Iterative Methods for Linear Systems

Iterative methods generate a sequence of approximations $x^{(k)} \to x$ converging to the solution of $Ax = b$ . They are essential for large sparse systems where direct methods are too expensive in memory or computation.

Classical Iterative Methods

Definition5.4Jacobi and Gauss-Seidel Methods

Write $A = D - L - U$ where $D$ is diagonal, $-L$ is strictly lower, $-U$ is strictly upper triangular. The Jacobi iteration is $x^{(k+1)} = D^{-1}(L + U)x^{(k)} + D^{-1}b$ , i.e., $x_i^{(k+1)} = \frac{1}{a_{ii}}\left(b_i - \sum_{j \neq i} a_{ij} x_j^{(k)}\right)$ . The Gauss-Seidel iteration uses the latest values: $x_i^{(k+1)} = \frac{1}{a_{ii}}\left(b_i - \sum_{j < i} a_{ij} x_j^{(k+1)} - \sum_{j > i} a_{ij} x_j^{(k)}\right)$ .

Definition5.5Successive Over-Relaxation (SOR)

The SOR method with relaxation parameter $\omega \in (0, 2)$ is: $x_i^{(k+1)} = (1 - \omega) x_i^{(k)} + \frac{\omega}{a_{ii}}\left(b_i - \sum_{j < i} a_{ij} x_j^{(k+1)} - \sum_{j > i} a_{ij} x_j^{(k)}\right)$ . For $\omega = 1$ , SOR reduces to Gauss-Seidel. The iteration matrix is $M_\omega = (D - \omega L)^{-1}[(1-\omega)D + \omega U]$ . The Kahan theorem states that SOR converges only if $0 < \omega < 2$ .

Convergence Theory

RemarkSpectral Radius and Convergence

An iterative method $x^{(k+1)} = Mx^{(k)} + c$ converges for all initial guesses if and only if the spectral radius $\rho(M) < 1$ . The asymptotic convergence rate is $r = -\log_{10}\rho(M)$ : roughly $1/r$ iterations reduce the error by a factor of 10. For strictly diagonally dominant matrices ( $|a_{ii}| > \sum_{j\neq i}|a_{ij}|$ ), both Jacobi and Gauss-Seidel converge. For SPD matrices, Gauss-Seidel always converges.

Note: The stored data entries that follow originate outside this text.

//! Per-track ring entries: cached state, mixer handles, the entry builder,
//! and the track-addressed write paths.
//!
//! The builder reads every mutable field through explicit RPC gets. Handle
//! snapshots carried with `tracks` pushes can be stale by the time a track
//! enters the window, so they are never trusted. A failure on any one
//! property is logged and the rest of the track is still built; listeners
//! correct partial state as notifications arrive.

use ringproto::{Color, ObjectRef, RemoteValue, TrackId};
use tracing::{debug, warn};

use crate::manager::Command;
use crate::worker::RingWorker;

/// Cached mirror of one ring-resident track, the subset the surface renders.
#[derive(Debug, Clone, Default)]
pub struct TrackState {
    pub name: String,
    pub color: Color,
    /// Has MIDI input and no audio input.
    pub is_midi: bool,
    pub mute: bool,
    pub solo: bool,
    pub arm: bool,
    pub can_be_armed: bool,
    pub volume: f64,
    pub panning: f64,
    /// One level per return track, in return-track order.
    pub sends: Vec<f64>,
}

/// Remote-object handles used to issue mixer writes without re-traversing
/// the mixer device on every call.
pub(crate) struct MixerHandles {
    pub device: ObjectRef,
    pub volume: ObjectRef,
    pub panning: ObjectRef,
    pub sends: Vec<ObjectRef>,
}

/// Everything the ring holds for one resident track.
pub(crate) struct TrackEntry {
    pub track: ObjectRef,
    pub state: TrackState,
    /// `None` when the mixer device could not be resolved; mixer writes
    /// no-op until the track re-enters the ring.
    pub mixer: Option<MixerHandles>,
}

/// Which mirrored property a listener notification refers to.
#[derive(Debug, Clone, Copy, PartialEq, Eq)]
pub(crate) enum TrackProp {
    Name,
    Color,
    Mute,
    Solo,
    Arm,
    Volume,
    Panning,
    Send(usize),
}

impl TrackProp {
    /// Subscription-key suffix under `track:{id}:`.
    pub(crate) fn key_suffix(&self) -> String {
        match self {
            TrackProp::Name => "name".to_string(),
            TrackProp::Color => "color".to_string(),
            TrackProp::Mute => "mute".to_string(),
            TrackProp::Solo => "solo".to_string(),
            TrackProp::Arm => "arm".to_string(),
            TrackProp::Volume => "volume".to_string(),
            TrackProp::Panning => "panning".to_string(),
            TrackProp::Send(i) => format!("send:{}", i),
        }
    }
}
//! Focus subsystem: selected track, playing clip, selected parameter,
//! transport, and the active encoder property.
//!
//! The selected-parameter path is a small state machine. A selection push
//! raises the `switching` guard, tears down the old value listener, and
//! hands the five-way metadata fetch to a spawned task; the result comes
//! back through the command channel stamped with a generation counter, so a
//! rapid re-selection simply orphans the older fetch. While the guard is
//! up, every write targeting the selected parameter is dropped: a value
//! scaled against stale bounds must never reach the DAW.

use anyhow::{Context, Result};
use ringproto::{Color, ObjectRef, RemoteValue, SurfaceEvent, TrackId};
use tracing::{debug, warn};

use crate::active::ActiveProperty;
use crate::manager::Command;
use crate::worker::RingWorker;

/// Selected-track / clip property addressed by a focus listener.
#[derive(Debug, Clone, Copy, PartialEq, Eq)]
pub(crate) enum FocusProp {
    Name,
    Color,
}

/// Transport field addressed by a listener push.
#[derive(Debug, Clone, Copy, PartialEq, Eq)]
pub(crate) enum TransportField {
    Playing,
    Recording,
}

/// Result of the five-way parameter metadata fetch, published atomically.
pub(crate) struct ParameterSnapshot {
    pub param: ObjectRef,
    pub name: String,
    pub value: f64,
    pub min: f64,
    pub max: f64,
    pub default_value: f64,
}

/// All focus-side state. Reset wholesale on destroy.
pub(crate) struct FocusState {
    pub selected_track: Option<ObjectRef>,
    /// Absolute index in the visible track list, -1 when not visible.
    pub selected_index: i64,
    pub selected_name: String,
    pub selected_color: Color,

    pub clip_name: String,
    pub clip_color: Color,

    pub param: Option<ObjectRef>,
    pub param_name: String,
    pub param_value: f64,
    pub param_min: f64,
    pub param_max: f64,
    pub param_default: f64,
    pub param_switching: bool,
    pub param_generation: u64,

    pub active_property: ActiveProperty,

    pub playing: bool,
    pub recording: bool,
}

ExampleOptimal SOR Parameter

For the discrete Laplacian on an $n \times n$ grid with mesh size $h = 1/(n+1)$ , the Jacobi spectral radius is $\rho_J = \cos(\pi h)$ . The optimal SOR parameter is $\omega^* = \frac{2}{1 + \sqrt{1 - \rho_J^2}} \approx 2 - 2\pi h$ for small $h$ , giving $\rho(M_{\omega^*}) = \omega^* - 1 \approx 1 - 2\pi h$ . This reduces the iteration count from $O(1/h^2)$ (Jacobi/Gauss-Seidel) to $O(1/h)$ .

Krylov Subspace Methods

Definition5.6Conjugate Gradient Method

For SPD $A$ , the conjugate gradient (CG) method generates iterates $x^{(k)} \in x^{(0)} + \mathcal{K}_k(A, r^{(0)})$ that minimize $\|x - x^{(k)}\|_A$ over the Krylov subspace $\mathcal{K}_k = \mathrm{span}\{r^{(0)}, Ar^{(0)}, \ldots, A^{k-1}r^{(0)}\}$ . The algorithm requires only one matrix-vector product, two inner products, and three vector updates per iteration. CG converges in at most $n$ iterations in exact arithmetic, and satisfies $\|x - x^{(k)}\|_A \leq 2\left(\frac{\sqrt{\kappa} - 1}{\sqrt{\kappa} + 1}\right)^k \|x - x^{(0)}\|_A$ where $\kappa = \lambda_{\max}/\lambda_{\min}$ is the condition number.

RemarkPreconditioning

Preconditioning replaces $Ax = b$ with $M^{-1}Ax = M^{-1}b$ where $M \approx A$ is easy to invert. The preconditioned CG converges with rate governed by $\kappa(M^{-1}A) \ll \kappa(A)$ . Common preconditioners include: incomplete Cholesky ( $M = \tilde{L}\tilde{L}^T$ ), algebraic multigrid (AMG), and domain decomposition methods. For well-designed preconditioners, the iteration count becomes $O(1)$ independent of problem size.